Transcribe the entries that follow, word for word.

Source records
------

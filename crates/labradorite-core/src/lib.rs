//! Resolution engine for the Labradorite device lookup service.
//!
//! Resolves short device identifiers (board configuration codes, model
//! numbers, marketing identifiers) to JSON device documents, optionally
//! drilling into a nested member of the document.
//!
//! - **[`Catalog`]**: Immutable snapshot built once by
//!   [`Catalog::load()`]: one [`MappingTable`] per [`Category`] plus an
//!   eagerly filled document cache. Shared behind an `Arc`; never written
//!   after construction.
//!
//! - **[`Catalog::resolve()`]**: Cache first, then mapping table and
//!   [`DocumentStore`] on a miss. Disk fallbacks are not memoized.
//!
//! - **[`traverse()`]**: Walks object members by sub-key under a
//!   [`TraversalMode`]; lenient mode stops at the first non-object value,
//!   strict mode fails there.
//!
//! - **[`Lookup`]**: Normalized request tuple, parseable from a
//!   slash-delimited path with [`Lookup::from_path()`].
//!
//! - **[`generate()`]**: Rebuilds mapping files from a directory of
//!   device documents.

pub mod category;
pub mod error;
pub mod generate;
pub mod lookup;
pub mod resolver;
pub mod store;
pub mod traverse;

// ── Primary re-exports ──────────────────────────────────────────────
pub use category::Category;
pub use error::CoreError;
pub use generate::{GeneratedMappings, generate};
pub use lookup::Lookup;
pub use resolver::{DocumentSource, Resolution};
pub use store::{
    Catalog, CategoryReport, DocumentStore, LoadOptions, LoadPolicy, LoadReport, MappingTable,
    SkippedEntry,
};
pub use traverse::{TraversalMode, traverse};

------

■ **EXPECTED OUTPUT**
filename crates/labradorite-core/src/lib.rs
//! Resolution engine for the Labradorite device lookup service.
//!
//! Resolves short device identifiers (board configuration codes, model
//! numbers, marketing identifiers) to JSON device documents, optionally
//! drilling into a nested member of the document.
//!
//! - **[`Catalog`]**: Immutable snapshot built once by
//!   [`Catalog::load()`]: one [`MappingTable`] per [`Category`] plus an
//!   eagerly filled document cache. Shared behind an `Arc`; never written
//!   after construction.
//!
//! - **[`Catalog::resolve()`]**: Cache first, then mapping table and
//!   [`DocumentStore`] on a miss. Disk fallbacks are not memoized.
//!
//! - **[`traverse()`]**: Walks object members by sub-key under a
//!   [`TraversalMode`]; lenient mode stops at the first non-object value,
//!   strict mode fails there.
//!
//! - **[`Lookup`]**: Normalized request tuple, parseable from a
//!   slash-delimited path with [`Lookup::from_path()`].
//!
//! - **[`generate()`]**: Rebuilds mapping files from a directory of
//!   device documents.

pub mod category;
pub mod error;
pub mod generate;
pub mod lookup;
pub mod resolver;
pub mod store;
pub mod traverse;

// ── Primary re-exports ──────────────────────────────────────────────
pub use category::Category;
pub use error::CoreError;
pub use generate::{GeneratedMappings, generate};
pub use lookup::Lookup;
pub use resolver::{DocumentSource, Resolution};
pub use store::{
    Catalog, CategoryReport, DocumentStore, LoadOptions, LoadPolicy, LoadReport, MappingTable,
    SkippedEntry,
};
pub use traverse::{TraversalMode, traverse};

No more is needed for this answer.